Its been said that Americans love a good comeback story. Whether or not this is actually true will be demonstrated at the polls next year as former congressman Bob Barr, who retired from public office a decade ago, attempts to reclaim a seat in the U.S. House of Representatives.
Though the timing may seem odd, as the Supreme Court is currently scrutinizing the constitutionality of his prime legislative accomplishment, the Defense of Marriage Act, there is far more to the Barr saga than casual observers realize. Examining the Georgia Republican’s career and aspirations provides unique insight into the history and potential future of the Republican Party, as well as the ideological clash between neo-conservatism and its libertarian counterpart.
In an age when Rand Paul and the Republicans’ libertarian wing enjoy unprecedented public support, Barr’s planned return to legislative office isn’t that shocking. Though he left Congress on an undoubtedly conservative note, Barr has been hard at work rebranding himself.
A 2008 presidential campaign with the Libertarian Party allowed the former Representative to market himself to a new demographic: the Ron Paul revolutionaries who flooded the GOP primaries demanding fiscal conservatism and social openness. Though his campaign failed to emulate the grassroots success Paul enjoyed, the adventure into the world of alternative parties was not without its benefits.
Despite being an accomplished legislator, Barr was a polarizing figure within the nation’s largest alternative party. Though he emerged victorious from their national convention, his history as a social conservative offended many of the more ideologically pure Libertarians.
The self-professed “radicals,” who advocate a completely uninterrupted free market system, were aghast Barr was selected as their nominee, an apparent attempt to snag a “big name” with establishment credentials over more ideologically consistent, but less widely marketable alternatives. Though he undoubtedly campaigned from the right, the radicals forced Barr to distance himself from many of the socially conservative ideas popularized during his career, even going so far as to rebuke the Defense of Marriage Act and the Patriot Act.
This evolution, though not enough to please his purist critics, may ultimately aid Barr in his quest for twenty-first century acceptance.

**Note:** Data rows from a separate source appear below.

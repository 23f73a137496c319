//! Clap derive structures for the `cvpctl` CLI.
//!
//! Defines the complete command tree, global flags, and shared types.

use std::path::PathBuf;

use clap::{Args, Parser, Subcommand, ValueEnum};

// ── Top-Level CLI ────────────────────────────────────────────────────

/// cvpctl -- manage CloudVision Portal configlets and their device assignments
#[derive(Debug, Parser)]
#[command(
    name = "cvpctl",
    version,
    about = "Manage CloudVision configlets from the command line",
    long_about = "Add, validate, apply, remove, and reconcile CloudVision Portal\n\
        configlets against managed devices.\n\n\
        Apply and remove stage a provisioning action, then save the topology\n\
        unless --no-save is given.",
    propagate_version = true,
    subcommand_required = true,
    arg_required_else_help = true
)]
pub struct Cli {
    #[command(flatten)]
    pub global: GlobalOpts,

    #[command(subcommand)]
    pub command: Command,
}

// ── Global Options ───────────────────────────────────────────────────

#[derive(Debug, Args)]
pub struct GlobalOpts {
    /// Controller profile to use
    #[arg(long, short = 'p', env = "CVP_PROFILE", global = true)]
    pub profile: Option<String>,

    /// CVP URL (overrides profile)
    #[arg(long, short = 'c', env = "CVP_CONTROLLER", global = true)]
    pub controller: Option<String>,

    /// Login user (overrides profile)
    #[arg(long, short = 'u', env = "CVP_USERNAME", global = true)]
    pub username: Option<String>,

    /// Output format
    #[arg(
        long,
        short = 'o',
        env = "CVP_OUTPUT",
        default_value = "table",
        global = true
    )]
    pub output: OutputFormat,

    /// When to use color output
    #[arg(long, default_value = "auto", global = true)]
    pub color: ColorMode,

    /// Increase verbosity (-v, -vv, -vvv)
    #[arg(long, short = 'v', action = clap::ArgAction::Count, global = true)]
    pub verbose: u8,

    /// Suppress non-error output
    #[arg(long, short = 'q', global = true)]
    pub quiet: bool,

    /// Skip confirmation prompts
    #[arg(long, short = 'y', global = true)]
    pub yes: bool,

    /// Accept self-signed TLS certificates
    #[arg(long, short = 'k', env = "CVP_INSECURE", global = true)]
    pub insecure: bool,

    /// Request timeout in seconds (overrides profile)
    #[arg(long, env = "CVP_TIMEOUT", global = true)]
    pub timeout: Option<u64>,
}

// ── Output & Color Enums ─────────────────────────────────────────────

#[derive(Debug, Clone, ValueEnum)]
pub enum OutputFormat {
    /// Pretty table (default, interactive)
    Table,
    /// Pretty-printed JSON
    Json,
    /// Compact single-line JSON
    JsonCompact,
    /// YAML
    Yaml,
    /// Plain text, one value per line (scripting)
    Plain,
}

#[derive(Debug, Clone, ValueEnum)]
pub enum ColorMode {
    /// Auto-detect (color if terminal is interactive)
    Auto,
    /// Always emit color codes
    Always,
    /// Never emit color codes
    Never,
}

// ── Top-Level Command Enum ───────────────────────────────────────────

#[derive(Debug, Subcommand)]
pub enum Command {
    /// Manage configlets and their device assignments
    #[command(alias = "cl")]
    Configlets(ConfigletsArgs),

    /// Inspect, add, validate, and reconcile devices
    #[command(alias = "dev", alias = "d")]
    Devices(DevicesArgs),

    /// Manage CLI configuration and profiles
    Config(ConfigArgs),

    /// Generate shell completions
    Completions(CompletionsArgs),
}

// ━━━━━━━━━━━━━━━━━━━━━━━━━━━━━━━━━━━━━━━━━━━━━━━━━━━━━━━━━━━━━━━━━━
//  CONFIGLETS
// ━━━━━━━━━━━━━━━━━━━━━━━━━━━━━━━━━━━━━━━━━━━━━━━━━━━━━━━━━━━━━━━━━━

#[derive(Debug, Args)]
pub struct ConfigletsArgs {
    #[command(subcommand)]
    pub command: ConfigletsCommand,
}

/// Device and configlet names shared by apply and remove.
#[derive(Debug, Args)]
pub struct AssignmentArgs {
    /// Device hostname or FQDN
    #[arg(long, short = 'd')]
    pub device: String,

    /// Configlet names
    #[arg(required = true, num_args = 1..)]
    pub names: Vec<String>,

    /// Stage the change without saving the topology
    #[arg(long)]
    pub no_save: bool,
}

#[derive(Debug, Subcommand)]
pub enum ConfigletsCommand {
    /// Show a configlet
    Get {
        /// Configlet name
        name: String,
    },

    /// List configlets assigned to a device
    #[command(alias = "ls")]
    List {
        /// Device hostname or FQDN
        #[arg(long, short = 'd')]
        device: String,
    },

    /// Create a configlet from a file
    Add {
        /// Configlet name
        name: String,

        /// File holding the configuration text
        #[arg(long, short = 'f')]
        file: PathBuf,
    },

    /// Delete a configlet
    #[command(alias = "rm")]
    Delete {
        /// Configlet name
        name: String,
    },

    /// Validate a configlet against a device
    Validate {
        /// Configlet name
        name: String,

        /// Device hostname or FQDN
        #[arg(long, short = 'd')]
        device: String,
    },

    /// Assign configlets to a device, keeping its current ones
    Apply(AssignmentArgs),

    /// Unassign configlets from a device, keeping the rest
    Remove(AssignmentArgs),
}

// ━━━━━━━━━━━━━━━━━━━━━━━━━━━━━━━━━━━━━━━━━━━━━━━━━━━━━━━━━━━━━━━━━━
//  DEVICES
// ━━━━━━━━━━━━━━━━━━━━━━━━━━━━━━━━━━━━━━━━━━━━━━━━━━━━━━━━━━━━━━━━━━

#[derive(Debug, Args)]
pub struct DevicesArgs {
    #[command(subcommand)]
    pub command: DevicesCommand,
}

#[derive(Debug, Subcommand)]
pub enum DevicesCommand {
    /// List inventory devices
    #[command(alias = "ls")]
    List,

    /// Show a device
    Get {
        /// Hostname or FQDN
        device: String,
    },

    /// Add a device to the inventory
    Add {
        /// Management IP address
        ip: String,
    },

    /// Print a device's running configuration
    RunningConfig {
        /// Hostname or FQDN
        device: String,
    },

    /// Validate configuration text from a file against a device
    ValidateConfig {
        /// Hostname or FQDN
        device: String,

        /// File holding the configuration text
        #[arg(long, short = 'f')]
        file: PathBuf,
    },

    /// Validate every configlet assigned to a device
    ValidateAll {
        /// Hostname or FQDN
        device: String,
    },

    /// Capture the running config into RECONCILE_<fqdn> and apply it
    Sync {
        /// Hostname or FQDN
        device: String,
    },
}

// ━━━━━━━━━━━━━━━━━━━━━━━━━━━━━━━━━━━━━━━━━━━━━━━━━━━━━━━━━━━━━━━━━━
//  CONFIG & COMPLETIONS
// ━━━━━━━━━━━━━━━━━━━━━━━━━━━━━━━━━━━━━━━━━━━━━━━━━━━━━━━━━━━━━━━━━━

#[derive(Debug, Args)]
pub struct ConfigArgs {
    #[command(subcommand)]
    pub command: ConfigCommand,
}

#[derive(Debug, Subcommand)]
pub enum ConfigCommand {
    /// Create initial config file with guided setup
    Init,

    /// Display current configuration (secrets masked)
    Show,

    /// Print the config file path
    Path,

    /// Store the active profile's password in the system keyring
    SetPassword,
}

#[derive(Debug, Args)]
pub struct CompletionsArgs {
    /// Shell to generate completions for
    pub shell: clap_complete::Shell,
}
// Inventory endpoints
//
// Device lookup, running-config retrieval, and adding devices to the
// inventory.

use tracing::debug;

use crate::client::CvpClient;
use crate::error::Error;
use crate::models::{AddInventoryElement, DataBody, Device, InventoryConfig};

impl CvpClient {
    /// List every device in the inventory.
    ///
    /// `GET /web/inventory/devices`
    pub async fn list_devices(&self) -> Result<Vec<Device>, Error> {
        let url = self.web_url("/inventory/devices")?;
        debug!("listing devices");
        self.get_json(url).await
    }

    /// Find a device by hostname or FQDN.
    ///
    /// Filters the inventory listing; [`Error::NotFound`] if nothing matches.
    pub async fn get_device(&self, name: &str) -> Result<Device, Error> {
        self.list_devices()
            .await?
            .into_iter()
            .find(|d| d.matches_name(name))
            .ok_or_else(|| Error::NotFound {
                entity: "device".into(),
                identifier: name.into(),
            })
    }

    /// Fetch a device's running configuration.
    ///
    /// `GET /web/inventory/device/config?netElementId={key}`
    pub async fn get_inventory_config(&self, device_key: &str) -> Result<String, Error> {
        let url = self.web_url_with_query("/inventory/device/config", &[("netElementId", device_key)])?;
        debug!(device = device_key, "fetching running config");
        let config: InventoryConfig = self.get_json(url).await?;
        Ok(config.output)
    }

    /// Add a device to the inventory under the root container.
    ///
    /// `POST /web/inventory/add/addToInventory.do?startIndex=0&endIndex=15`
    pub async fn add_device(&self, ip_address: &str) -> Result<(), Error> {
        let url = self.web_url("/inventory/add/addToInventory.do?startIndex=0&endIndex=15")?;
        debug!(ip = ip_address, "adding device to inventory");
        let body = DataBody {
            data: vec![AddInventoryElement {
                container_name: "Tenant".into(),
                container_id: "root".into(),
                container_type: "Existing".into(),
                ip_address: ip_address.into(),
                container_list: Vec::new(),
            }],
        };
        self.post_checked(url, &body).await
    }
}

Though he remains a galvanizing figure, the newly libertarian Barr remains unapologetic about dabbling in the world of third parties, an independent history that may actually aid his electoral prospects.
“I actually believe it’s beneficial to him,” said Russ Verney, Barr’s 2008 campaign manager. “The Republicans and Democrats don’t like competition, and one of the ways of eliminating competition is to absorb it into the party…it is in the Republicans’ interests to reach out more to the libertarian wing of the electorate by welcoming Bob Barr, and of course, if he wins the nomination they have no choice but to welcome it and make the most of it.”
What purist Libertarians think of Barr doesn’t matter. What they gave him is important: the credibility to argue he is well suited to join the ranks of the modern libertarian revolution.
Barr is not the first Republican to join the Libertarians and then return to the Republican Party. Ron Paul followed a similar path, exiting Congress to run as the third party’s presidential nominee in 1988 before rejoining Congress and the GOP a few years later.
“I don’t know if Barr has separated himself from social conservatism, but he has proven to be a leader of individuals’ rights and freedoms,” said Verney. “I don’t think there is anyone in either party with as many credentials as Bob has.”
Though his presidential bid failed to go “mainstream,” in post-millennial American politics — where a history of social conservatism may prove a burdensome anchor — the newly reinvented Bob Barr, now cast as a champion of individual liberty, could very well be ahead of the curve.